Le società di temporary management sembrano non puntare, per lo sviluppo della qualità , sulla creazione di un’ulteriore associazione professionale, quanto invece sulla partnership con analoghe organizzazioni straniere. E’ il caso di Eim Italia, un network internazionale con uffici in Europa, Stati Uniti e Cina (“Abbiamo aperto un ufficio a Hong Kong e uno a Shanghai”, dice Tarizzo); è il caso di Contract Manager di Vergani, che da alcuni anni sta affiancando le aziende italiane che vanno a produrre e commercializzare in Cina (“L’ultimo intervento realizzato è quello della creazione in Cina di uno stabilimento della Zenith pompe”, spiega Vergani) e che è legata al circuito TMG (Transition Management Group), uno dei principali network europei, formato insieme a olandesi, spagnoli, tedeschi, francesi e svizzeri; ed è anche il caso di Temporary management, che ha fondato il Charter italiano dell’Iim (Institute of Interim management), associazione professionale nata nel Regno Unito cinque anni fa.

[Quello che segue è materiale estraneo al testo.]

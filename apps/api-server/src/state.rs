//! Application state - shared across all handlers.

use std::sync::Arc;

use divulge_core::PostService;
use divulge_core::ports::{AccountRepository, ContentStore, PostRepository, UserRepository};
use divulge_infra::content::DiskContentStore;
use divulge_infra::database::DatabaseConnections;
use divulge_infra::memory::{
    InMemoryAccountRepository, InMemoryPostRepository, InMemoryUserRepository,
};

#[cfg(feature = "postgres")]
use divulge_infra::database::{
    PostgresAccountRepository, PostgresPostRepository, PostgresUserRepository,
};

use crate::config::{AppConfig, ContentConfig};

/// Shared application state.
#[derive(Clone)]
pub struct AppState {
    pub posts: Arc<PostService>,
    pub accounts: Arc<dyn AccountRepository>,
    pub users: Arc<dyn UserRepository>,
    pub db: Option<Arc<DatabaseConnections>>,
}

/// The three metadata repositories, backed by the same store.
struct MetadataStores {
    posts: Arc<dyn PostRepository>,
    accounts: Arc<dyn AccountRepository>,
    users: Arc<dyn UserRepository>,
}

impl MetadataStores {
    fn in_memory() -> Self {
        Self {
            posts: Arc::new(InMemoryPostRepository::new()),
            accounts: Arc::new(InMemoryAccountRepository::new()),
            users: Arc::new(InMemoryUserRepository::new()),
        }
    }

    #[cfg(feature = "postgres")]
    fn postgres(db: &DatabaseConnections) -> Self {
        Self {
            posts: Arc::new(PostgresPostRepository::new(db.main.clone())),
            accounts: Arc::new(PostgresAccountRepository::new(db.main.clone())),
            users: Arc::new(PostgresUserRepository::new(db.main.clone())),
        }
    }
}

impl AppState {
    /// Build the application state with appropriate implementations.
    pub async fn new(config: &AppConfig) -> Self {
        let content: Arc<dyn ContentStore> = Arc::new(DiskContentStore::new(&config.content.root));
        tracing::info!(root = %config.content.root.display(), "Content store on disk");

        #[cfg(feature = "postgres")]
        let (db, stores) = match &config.database {
            Some(db_config) => match DatabaseConnections::init(db_config).await {
                Ok(connections) => {
                    let stores = MetadataStores::postgres(&connections);
                    (Some(Arc::new(connections)), stores)
                }
                Err(e) => {
                    tracing::error!(
                        "Failed to connect to database: {}. Using in-memory fallback.",
                        e
                    );
                    (None, MetadataStores::in_memory())
                }
            },
            None => {
                tracing::warn!("DATABASE_URL not set. Running without database (in-memory mode).");
                (None, MetadataStores::in_memory())
            }
        };

        #[cfg(not(feature = "postgres"))]
        let (db, stores) = {
            tracing::info!("Running without postgres feature - using in-memory repositories");
            (None, MetadataStores::in_memory())
        };

        tracing::info!("Application state initialized");
        Self::from_parts(stores, content, &config.content, db)
    }

    /// State with in-memory metadata and the given content store.
    #[cfg(test)]
    pub fn in_memory(content: Arc<dyn ContentStore>, content_config: &ContentConfig) -> Self {
        Self::from_parts(MetadataStores::in_memory(), content, content_config, None)
    }

    fn from_parts(
        stores: MetadataStores,
        content: Arc<dyn ContentStore>,
        content_config: &ContentConfig,
        db: Option<Arc<DatabaseConnections>>,
    ) -> Self {
        let posts = PostService::new(stores.posts, content)
            .with_extension(content_config.extension.clone());

        Self {
            posts: Arc::new(posts),
            accounts: stores.accounts,
            users: stores.users,
            db,
        }
    }
}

Insomma, qualità e internazionalizzazione anche in questo settore sono oggi le vere sfide. Insieme a quella di uno sviluppo in Italia, che distingua il temporary e il contract management dal lavoro interinale tout court, dal body renting, dall’executive leasing. Dare una consapevolezza di ruolo e autocoscienza professionale più marcata è il compito dei principali operatori, insieme al fare squadra. Per questo fervono iniziative formative, insolite e outdoor. Come per esempio quella promossa da Contract Manager, che ha organizzato per sabato 24 giugno una gara di rafting tra le rapide del Sesia. Dedicata a tutti i manager del temporary in servizio e ai virtuali, a tutti quelli che, pur non avendolo mai provato, vorrebbero conoscerlo da vicino.